Top of DATA FOR THIS EXERCISE

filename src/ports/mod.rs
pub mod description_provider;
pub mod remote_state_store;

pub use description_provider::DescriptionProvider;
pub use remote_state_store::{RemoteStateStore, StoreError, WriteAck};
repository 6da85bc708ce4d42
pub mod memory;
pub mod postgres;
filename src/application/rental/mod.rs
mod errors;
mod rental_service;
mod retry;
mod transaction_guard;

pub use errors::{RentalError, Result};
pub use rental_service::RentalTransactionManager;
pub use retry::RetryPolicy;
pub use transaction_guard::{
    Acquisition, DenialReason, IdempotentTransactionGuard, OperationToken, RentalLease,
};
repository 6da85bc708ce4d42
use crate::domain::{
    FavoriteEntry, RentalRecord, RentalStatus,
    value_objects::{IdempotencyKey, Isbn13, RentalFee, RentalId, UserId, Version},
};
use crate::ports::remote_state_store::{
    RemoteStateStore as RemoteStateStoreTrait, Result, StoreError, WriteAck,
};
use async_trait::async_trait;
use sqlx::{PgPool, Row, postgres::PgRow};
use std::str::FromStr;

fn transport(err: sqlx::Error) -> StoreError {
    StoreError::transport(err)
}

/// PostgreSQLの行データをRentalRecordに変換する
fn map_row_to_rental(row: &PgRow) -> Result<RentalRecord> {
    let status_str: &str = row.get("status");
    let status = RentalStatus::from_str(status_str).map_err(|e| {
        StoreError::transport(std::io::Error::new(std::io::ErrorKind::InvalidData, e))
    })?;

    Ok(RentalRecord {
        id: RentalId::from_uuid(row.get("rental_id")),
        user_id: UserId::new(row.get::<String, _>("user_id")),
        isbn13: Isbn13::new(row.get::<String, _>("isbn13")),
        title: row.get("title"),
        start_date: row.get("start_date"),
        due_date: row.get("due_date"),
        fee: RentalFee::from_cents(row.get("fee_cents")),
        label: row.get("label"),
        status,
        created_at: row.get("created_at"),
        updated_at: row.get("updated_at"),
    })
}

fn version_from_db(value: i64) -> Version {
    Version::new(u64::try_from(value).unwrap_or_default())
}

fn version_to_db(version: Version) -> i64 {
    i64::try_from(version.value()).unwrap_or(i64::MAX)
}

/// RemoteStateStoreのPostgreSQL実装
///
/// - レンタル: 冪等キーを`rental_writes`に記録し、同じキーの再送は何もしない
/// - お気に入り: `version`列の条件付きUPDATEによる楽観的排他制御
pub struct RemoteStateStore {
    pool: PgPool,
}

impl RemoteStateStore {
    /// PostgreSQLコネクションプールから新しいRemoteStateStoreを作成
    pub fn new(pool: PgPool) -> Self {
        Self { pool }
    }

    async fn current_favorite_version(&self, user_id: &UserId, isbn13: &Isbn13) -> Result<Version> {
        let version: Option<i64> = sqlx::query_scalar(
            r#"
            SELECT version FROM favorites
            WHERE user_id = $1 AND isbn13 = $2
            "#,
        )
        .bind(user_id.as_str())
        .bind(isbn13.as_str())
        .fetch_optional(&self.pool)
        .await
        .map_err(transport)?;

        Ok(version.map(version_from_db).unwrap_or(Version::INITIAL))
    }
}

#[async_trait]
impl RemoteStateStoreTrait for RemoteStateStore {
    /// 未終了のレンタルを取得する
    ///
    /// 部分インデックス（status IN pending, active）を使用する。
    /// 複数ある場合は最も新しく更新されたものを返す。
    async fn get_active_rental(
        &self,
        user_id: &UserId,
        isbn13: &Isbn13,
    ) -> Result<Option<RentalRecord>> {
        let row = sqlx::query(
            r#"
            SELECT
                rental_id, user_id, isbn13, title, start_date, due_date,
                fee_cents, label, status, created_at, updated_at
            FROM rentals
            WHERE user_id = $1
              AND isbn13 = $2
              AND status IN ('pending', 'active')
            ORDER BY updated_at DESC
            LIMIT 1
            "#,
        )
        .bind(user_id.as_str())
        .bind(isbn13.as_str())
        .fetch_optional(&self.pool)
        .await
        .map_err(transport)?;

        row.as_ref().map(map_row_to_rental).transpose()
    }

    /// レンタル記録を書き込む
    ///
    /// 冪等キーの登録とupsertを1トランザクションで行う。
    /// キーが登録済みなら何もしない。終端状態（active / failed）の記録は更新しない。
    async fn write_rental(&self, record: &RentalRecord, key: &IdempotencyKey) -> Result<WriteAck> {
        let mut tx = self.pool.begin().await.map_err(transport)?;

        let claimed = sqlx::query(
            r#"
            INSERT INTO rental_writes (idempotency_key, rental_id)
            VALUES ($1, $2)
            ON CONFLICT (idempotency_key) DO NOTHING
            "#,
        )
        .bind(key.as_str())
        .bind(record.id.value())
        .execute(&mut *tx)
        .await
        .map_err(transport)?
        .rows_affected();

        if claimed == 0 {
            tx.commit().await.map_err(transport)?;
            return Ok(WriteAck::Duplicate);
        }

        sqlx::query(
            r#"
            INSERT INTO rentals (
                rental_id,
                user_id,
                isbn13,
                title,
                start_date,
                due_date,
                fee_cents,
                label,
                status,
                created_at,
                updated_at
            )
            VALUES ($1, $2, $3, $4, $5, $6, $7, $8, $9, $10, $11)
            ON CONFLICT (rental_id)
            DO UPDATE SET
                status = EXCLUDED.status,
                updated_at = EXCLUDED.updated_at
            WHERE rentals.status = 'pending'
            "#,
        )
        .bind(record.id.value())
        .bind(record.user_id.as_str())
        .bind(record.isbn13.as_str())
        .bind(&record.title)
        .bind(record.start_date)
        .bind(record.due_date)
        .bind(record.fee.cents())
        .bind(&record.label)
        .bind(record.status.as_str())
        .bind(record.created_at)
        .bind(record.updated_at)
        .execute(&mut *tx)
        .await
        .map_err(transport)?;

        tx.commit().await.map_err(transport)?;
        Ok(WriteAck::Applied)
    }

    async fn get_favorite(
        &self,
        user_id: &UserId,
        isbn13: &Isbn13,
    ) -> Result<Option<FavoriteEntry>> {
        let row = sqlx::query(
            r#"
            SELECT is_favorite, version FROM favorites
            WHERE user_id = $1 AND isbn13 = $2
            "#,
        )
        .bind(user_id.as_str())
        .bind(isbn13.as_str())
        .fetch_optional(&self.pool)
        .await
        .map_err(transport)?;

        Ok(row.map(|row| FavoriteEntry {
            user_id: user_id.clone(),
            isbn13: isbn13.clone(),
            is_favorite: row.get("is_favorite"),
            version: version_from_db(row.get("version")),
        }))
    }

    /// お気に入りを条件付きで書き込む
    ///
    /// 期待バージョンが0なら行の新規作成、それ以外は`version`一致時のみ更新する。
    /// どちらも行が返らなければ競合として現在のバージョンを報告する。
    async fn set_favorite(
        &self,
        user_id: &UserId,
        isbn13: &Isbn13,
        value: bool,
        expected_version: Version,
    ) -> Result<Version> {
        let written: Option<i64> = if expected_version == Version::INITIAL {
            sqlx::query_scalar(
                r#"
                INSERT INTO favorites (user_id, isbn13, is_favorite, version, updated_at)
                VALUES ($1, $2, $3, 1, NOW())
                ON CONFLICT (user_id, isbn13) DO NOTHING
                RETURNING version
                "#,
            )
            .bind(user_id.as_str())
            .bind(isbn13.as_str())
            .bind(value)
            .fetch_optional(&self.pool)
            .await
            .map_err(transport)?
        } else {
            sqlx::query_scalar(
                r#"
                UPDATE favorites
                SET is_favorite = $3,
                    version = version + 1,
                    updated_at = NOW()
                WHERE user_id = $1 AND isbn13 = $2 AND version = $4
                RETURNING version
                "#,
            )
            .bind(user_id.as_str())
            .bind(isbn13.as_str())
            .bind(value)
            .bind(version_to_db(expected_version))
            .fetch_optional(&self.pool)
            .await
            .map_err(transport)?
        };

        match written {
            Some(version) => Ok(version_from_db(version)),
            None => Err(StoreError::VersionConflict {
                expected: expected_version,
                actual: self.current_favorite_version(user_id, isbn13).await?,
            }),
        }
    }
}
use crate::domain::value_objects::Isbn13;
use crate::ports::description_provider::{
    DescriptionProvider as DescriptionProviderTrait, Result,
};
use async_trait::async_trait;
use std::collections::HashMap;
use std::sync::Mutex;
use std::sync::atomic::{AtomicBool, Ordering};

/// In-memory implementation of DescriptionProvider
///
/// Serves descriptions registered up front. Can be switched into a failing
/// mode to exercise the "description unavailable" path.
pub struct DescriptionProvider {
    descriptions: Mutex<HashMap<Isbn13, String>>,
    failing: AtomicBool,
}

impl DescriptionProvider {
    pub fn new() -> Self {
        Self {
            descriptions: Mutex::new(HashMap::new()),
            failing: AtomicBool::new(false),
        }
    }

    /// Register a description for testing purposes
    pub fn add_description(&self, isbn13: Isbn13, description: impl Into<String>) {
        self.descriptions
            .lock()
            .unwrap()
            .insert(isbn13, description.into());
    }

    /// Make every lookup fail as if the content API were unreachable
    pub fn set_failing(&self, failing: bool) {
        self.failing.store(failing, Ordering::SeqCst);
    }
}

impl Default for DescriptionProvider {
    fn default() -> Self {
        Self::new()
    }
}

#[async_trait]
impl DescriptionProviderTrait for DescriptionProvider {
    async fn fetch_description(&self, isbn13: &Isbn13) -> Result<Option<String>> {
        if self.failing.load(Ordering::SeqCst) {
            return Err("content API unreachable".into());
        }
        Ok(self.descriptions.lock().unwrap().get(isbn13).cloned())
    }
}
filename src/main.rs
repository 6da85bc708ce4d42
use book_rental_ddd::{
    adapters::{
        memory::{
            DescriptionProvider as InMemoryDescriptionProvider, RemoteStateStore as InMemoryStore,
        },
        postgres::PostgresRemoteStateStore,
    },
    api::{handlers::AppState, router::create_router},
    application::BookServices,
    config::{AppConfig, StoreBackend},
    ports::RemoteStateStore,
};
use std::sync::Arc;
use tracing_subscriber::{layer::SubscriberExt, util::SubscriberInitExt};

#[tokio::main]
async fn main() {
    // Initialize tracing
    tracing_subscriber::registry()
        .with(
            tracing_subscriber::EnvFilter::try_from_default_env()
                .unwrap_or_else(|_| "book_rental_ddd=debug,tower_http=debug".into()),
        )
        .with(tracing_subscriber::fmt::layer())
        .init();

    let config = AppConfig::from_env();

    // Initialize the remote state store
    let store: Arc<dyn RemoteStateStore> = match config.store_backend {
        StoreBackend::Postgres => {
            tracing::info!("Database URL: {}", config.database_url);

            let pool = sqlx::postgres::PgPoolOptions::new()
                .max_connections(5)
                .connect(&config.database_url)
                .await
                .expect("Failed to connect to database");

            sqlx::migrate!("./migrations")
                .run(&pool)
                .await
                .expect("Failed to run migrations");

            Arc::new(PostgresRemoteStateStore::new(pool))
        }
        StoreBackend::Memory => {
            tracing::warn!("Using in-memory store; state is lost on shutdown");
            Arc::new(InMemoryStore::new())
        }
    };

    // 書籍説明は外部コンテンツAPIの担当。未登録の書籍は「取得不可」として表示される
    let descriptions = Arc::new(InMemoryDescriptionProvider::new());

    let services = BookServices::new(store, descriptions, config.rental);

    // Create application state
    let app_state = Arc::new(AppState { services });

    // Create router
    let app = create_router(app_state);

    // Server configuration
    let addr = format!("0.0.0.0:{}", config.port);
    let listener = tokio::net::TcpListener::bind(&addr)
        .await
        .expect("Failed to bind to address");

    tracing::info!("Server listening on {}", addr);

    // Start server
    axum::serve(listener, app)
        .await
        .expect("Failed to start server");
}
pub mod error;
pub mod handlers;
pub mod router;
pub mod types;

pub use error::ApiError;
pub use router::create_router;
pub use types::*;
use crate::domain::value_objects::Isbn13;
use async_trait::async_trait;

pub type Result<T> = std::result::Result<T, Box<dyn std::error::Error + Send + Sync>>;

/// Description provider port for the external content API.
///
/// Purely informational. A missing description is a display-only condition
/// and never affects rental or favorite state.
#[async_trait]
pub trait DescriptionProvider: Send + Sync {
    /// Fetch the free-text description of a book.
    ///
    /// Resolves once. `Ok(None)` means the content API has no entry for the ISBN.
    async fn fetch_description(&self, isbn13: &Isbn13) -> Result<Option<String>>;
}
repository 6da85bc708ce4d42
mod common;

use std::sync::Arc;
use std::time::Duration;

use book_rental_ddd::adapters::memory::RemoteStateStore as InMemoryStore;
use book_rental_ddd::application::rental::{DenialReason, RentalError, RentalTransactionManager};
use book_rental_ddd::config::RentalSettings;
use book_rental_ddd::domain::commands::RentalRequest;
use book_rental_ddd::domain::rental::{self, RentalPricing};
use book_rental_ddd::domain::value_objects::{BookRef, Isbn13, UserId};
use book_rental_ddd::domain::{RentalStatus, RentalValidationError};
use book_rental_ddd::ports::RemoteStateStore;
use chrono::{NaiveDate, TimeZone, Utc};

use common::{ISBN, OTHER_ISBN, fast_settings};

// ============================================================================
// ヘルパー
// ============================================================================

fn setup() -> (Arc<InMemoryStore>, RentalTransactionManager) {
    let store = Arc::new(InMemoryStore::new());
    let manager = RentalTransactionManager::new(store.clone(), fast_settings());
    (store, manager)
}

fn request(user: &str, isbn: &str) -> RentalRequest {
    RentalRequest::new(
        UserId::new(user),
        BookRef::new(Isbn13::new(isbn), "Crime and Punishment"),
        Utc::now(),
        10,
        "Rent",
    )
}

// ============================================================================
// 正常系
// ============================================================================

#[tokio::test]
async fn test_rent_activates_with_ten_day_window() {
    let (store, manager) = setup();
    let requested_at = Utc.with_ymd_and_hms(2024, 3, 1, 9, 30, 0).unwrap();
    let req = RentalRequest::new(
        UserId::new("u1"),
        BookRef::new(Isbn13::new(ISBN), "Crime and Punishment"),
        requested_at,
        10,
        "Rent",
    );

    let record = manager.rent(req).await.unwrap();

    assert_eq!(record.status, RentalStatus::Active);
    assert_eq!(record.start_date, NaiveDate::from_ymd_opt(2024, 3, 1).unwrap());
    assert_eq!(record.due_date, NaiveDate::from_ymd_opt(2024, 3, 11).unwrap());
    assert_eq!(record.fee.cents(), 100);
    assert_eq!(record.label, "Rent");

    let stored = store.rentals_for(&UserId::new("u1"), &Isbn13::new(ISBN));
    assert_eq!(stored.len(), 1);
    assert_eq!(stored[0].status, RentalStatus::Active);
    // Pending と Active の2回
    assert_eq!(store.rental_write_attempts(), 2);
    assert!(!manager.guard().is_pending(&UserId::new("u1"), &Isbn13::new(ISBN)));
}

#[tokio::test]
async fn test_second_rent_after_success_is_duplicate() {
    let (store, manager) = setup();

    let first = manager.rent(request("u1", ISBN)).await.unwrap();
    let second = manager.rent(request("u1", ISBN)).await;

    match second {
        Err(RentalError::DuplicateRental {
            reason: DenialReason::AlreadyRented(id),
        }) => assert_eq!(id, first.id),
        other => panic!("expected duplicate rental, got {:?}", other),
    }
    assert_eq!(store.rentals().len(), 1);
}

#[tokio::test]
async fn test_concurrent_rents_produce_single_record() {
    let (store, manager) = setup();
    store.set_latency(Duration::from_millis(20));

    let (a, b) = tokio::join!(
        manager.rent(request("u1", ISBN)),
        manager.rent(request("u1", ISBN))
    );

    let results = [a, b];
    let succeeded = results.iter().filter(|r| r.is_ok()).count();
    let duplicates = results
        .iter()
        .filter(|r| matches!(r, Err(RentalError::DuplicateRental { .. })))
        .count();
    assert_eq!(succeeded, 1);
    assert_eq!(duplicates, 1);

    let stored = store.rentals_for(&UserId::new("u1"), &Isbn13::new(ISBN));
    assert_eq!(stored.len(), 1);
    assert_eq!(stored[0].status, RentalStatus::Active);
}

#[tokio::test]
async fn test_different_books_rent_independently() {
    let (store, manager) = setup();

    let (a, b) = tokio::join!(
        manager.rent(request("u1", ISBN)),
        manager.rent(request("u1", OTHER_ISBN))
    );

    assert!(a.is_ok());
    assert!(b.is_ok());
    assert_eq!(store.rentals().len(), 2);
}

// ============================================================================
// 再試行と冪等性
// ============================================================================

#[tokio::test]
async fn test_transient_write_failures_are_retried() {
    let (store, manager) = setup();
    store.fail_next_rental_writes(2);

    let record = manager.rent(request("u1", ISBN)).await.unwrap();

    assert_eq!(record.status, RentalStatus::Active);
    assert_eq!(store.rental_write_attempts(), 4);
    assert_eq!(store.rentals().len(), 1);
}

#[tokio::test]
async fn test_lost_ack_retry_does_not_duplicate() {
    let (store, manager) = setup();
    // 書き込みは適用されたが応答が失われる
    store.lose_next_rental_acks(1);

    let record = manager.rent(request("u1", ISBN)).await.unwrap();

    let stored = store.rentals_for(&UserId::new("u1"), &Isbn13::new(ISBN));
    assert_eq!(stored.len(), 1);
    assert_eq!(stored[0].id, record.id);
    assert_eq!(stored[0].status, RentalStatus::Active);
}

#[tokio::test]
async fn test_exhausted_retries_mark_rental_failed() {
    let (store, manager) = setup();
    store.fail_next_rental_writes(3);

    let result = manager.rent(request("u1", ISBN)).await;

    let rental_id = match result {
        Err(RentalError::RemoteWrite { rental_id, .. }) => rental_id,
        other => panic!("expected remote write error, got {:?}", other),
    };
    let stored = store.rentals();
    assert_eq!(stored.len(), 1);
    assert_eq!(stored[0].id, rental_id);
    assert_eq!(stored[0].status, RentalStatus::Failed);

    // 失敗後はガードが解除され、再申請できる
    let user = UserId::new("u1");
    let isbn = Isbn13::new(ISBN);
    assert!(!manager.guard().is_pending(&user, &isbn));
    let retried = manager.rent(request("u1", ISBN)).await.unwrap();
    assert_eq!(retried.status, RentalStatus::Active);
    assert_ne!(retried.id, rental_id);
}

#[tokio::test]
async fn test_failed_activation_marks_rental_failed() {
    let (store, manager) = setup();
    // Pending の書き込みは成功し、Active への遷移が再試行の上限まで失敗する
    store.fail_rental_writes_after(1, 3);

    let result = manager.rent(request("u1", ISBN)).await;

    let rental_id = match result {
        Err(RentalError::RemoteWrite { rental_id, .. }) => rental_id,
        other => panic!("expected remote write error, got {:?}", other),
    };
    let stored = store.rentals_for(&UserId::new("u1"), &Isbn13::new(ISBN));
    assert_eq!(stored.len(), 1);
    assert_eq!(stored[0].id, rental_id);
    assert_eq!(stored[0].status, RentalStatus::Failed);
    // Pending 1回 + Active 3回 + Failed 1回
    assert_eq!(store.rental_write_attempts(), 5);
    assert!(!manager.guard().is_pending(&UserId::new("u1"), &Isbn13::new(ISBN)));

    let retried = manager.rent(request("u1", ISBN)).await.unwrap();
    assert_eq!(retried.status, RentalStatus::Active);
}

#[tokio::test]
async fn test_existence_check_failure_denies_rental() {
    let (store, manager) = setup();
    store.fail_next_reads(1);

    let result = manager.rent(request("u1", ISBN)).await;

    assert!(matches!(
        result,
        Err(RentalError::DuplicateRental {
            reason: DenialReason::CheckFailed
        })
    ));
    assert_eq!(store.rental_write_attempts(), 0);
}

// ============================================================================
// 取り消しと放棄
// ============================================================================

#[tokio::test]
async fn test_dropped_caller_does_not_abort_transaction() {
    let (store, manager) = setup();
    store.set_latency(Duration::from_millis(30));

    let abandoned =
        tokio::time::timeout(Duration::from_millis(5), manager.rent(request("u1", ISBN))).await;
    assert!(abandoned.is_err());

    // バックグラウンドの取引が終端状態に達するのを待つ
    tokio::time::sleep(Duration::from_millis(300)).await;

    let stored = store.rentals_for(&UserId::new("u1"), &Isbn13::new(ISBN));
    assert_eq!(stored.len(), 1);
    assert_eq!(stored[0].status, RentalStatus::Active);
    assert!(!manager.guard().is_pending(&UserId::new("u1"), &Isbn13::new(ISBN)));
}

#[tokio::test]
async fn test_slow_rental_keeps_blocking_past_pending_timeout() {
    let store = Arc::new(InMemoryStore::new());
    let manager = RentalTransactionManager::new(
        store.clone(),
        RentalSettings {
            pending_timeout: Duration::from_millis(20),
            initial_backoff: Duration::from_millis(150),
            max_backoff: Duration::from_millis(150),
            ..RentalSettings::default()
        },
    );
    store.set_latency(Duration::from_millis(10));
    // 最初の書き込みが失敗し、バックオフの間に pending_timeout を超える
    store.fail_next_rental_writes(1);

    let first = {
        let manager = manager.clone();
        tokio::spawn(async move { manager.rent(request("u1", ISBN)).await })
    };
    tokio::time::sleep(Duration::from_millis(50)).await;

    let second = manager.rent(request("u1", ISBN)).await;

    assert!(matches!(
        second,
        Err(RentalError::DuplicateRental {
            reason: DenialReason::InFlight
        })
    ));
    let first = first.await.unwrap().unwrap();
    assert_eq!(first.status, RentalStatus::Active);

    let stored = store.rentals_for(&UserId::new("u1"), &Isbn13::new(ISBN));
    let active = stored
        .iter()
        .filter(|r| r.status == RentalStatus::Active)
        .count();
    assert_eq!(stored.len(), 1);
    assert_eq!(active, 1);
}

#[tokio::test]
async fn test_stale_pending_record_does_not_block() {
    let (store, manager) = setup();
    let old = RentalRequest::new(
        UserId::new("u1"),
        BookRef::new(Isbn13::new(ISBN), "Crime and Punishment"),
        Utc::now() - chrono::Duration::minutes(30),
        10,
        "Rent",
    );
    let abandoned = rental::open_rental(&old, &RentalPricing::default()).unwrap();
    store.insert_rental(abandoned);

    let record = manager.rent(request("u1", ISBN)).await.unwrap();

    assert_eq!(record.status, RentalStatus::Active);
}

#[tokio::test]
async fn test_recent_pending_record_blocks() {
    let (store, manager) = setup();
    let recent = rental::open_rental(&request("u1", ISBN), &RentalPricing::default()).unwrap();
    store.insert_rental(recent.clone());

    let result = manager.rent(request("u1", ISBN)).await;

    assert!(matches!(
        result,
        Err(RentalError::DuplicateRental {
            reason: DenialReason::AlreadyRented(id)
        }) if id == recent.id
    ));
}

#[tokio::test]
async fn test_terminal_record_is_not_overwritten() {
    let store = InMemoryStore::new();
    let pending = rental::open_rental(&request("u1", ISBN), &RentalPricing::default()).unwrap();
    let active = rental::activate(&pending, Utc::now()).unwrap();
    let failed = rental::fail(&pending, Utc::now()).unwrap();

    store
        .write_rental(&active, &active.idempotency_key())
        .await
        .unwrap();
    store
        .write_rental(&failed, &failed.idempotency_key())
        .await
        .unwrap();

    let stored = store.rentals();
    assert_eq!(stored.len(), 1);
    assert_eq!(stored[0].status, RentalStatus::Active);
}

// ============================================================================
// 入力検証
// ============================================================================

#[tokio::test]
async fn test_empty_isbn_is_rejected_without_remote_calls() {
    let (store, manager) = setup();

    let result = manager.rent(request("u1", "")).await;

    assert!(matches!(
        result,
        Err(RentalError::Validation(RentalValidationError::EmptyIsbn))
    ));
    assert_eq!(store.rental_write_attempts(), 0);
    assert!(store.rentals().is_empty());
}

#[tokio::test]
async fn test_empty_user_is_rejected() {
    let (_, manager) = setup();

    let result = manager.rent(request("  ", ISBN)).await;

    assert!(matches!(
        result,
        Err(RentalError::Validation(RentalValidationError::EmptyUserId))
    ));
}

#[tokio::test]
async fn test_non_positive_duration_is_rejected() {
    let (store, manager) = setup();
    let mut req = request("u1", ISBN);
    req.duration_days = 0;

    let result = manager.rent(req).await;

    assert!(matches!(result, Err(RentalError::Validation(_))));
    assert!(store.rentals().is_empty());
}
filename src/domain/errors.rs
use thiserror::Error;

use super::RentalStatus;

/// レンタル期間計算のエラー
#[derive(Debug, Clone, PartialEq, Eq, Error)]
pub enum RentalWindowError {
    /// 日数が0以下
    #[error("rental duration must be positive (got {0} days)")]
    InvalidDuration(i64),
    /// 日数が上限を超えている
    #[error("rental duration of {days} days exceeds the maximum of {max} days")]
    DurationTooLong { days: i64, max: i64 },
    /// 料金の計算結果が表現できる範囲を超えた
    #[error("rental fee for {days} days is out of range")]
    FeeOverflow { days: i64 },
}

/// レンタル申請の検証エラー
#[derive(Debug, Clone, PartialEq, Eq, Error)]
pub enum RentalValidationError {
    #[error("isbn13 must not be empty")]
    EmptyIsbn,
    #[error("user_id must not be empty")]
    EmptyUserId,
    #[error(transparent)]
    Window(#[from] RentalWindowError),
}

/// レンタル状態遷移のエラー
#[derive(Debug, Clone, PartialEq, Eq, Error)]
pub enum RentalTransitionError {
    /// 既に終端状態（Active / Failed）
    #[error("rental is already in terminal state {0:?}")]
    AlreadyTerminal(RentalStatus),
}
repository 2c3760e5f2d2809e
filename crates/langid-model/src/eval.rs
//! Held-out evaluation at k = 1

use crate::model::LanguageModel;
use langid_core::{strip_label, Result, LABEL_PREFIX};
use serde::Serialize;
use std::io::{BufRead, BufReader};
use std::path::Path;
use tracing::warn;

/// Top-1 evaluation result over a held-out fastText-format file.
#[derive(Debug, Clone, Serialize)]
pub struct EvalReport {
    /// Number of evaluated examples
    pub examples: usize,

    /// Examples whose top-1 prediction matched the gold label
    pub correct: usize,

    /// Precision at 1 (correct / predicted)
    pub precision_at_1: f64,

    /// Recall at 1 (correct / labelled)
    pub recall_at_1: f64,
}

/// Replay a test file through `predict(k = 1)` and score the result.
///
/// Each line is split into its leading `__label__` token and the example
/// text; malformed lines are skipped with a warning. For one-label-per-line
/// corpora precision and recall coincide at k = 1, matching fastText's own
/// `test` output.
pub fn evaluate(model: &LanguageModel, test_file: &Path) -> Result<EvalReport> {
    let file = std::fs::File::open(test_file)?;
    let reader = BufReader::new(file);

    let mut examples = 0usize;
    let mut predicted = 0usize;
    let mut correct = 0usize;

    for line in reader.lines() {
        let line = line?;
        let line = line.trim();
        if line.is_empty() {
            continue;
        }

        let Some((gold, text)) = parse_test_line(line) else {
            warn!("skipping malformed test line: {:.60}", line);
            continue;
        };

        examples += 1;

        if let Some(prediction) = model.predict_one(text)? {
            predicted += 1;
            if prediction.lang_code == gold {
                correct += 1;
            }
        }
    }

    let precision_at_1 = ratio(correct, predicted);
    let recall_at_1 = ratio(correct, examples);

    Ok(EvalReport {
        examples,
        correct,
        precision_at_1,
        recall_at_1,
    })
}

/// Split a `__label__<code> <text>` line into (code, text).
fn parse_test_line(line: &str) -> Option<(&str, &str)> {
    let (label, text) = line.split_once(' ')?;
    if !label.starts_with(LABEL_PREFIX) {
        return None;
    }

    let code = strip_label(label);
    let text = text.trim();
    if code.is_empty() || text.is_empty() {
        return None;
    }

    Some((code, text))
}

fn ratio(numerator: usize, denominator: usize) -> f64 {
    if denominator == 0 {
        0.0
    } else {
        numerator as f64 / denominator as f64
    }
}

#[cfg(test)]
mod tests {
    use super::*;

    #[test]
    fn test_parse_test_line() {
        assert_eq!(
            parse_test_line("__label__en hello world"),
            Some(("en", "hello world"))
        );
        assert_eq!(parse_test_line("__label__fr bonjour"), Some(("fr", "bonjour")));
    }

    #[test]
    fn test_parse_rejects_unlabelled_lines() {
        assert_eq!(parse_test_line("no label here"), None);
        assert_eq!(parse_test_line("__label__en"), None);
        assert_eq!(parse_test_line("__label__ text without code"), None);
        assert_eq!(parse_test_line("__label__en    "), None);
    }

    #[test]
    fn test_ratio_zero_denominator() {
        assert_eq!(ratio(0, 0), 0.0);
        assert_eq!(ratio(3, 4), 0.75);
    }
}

Bottom of DATA FOR THIS EXERCISE

**EXERCISE DESCRIPTION:** Gather up, from the records above, each line where the word "fastText" appears.

**ANSWER TO THIS TASK:**
/// Top-1 evaluation result over a held-out fastText-format file.
/// corpora precision and recall coincide at k = 1, matching fastText's own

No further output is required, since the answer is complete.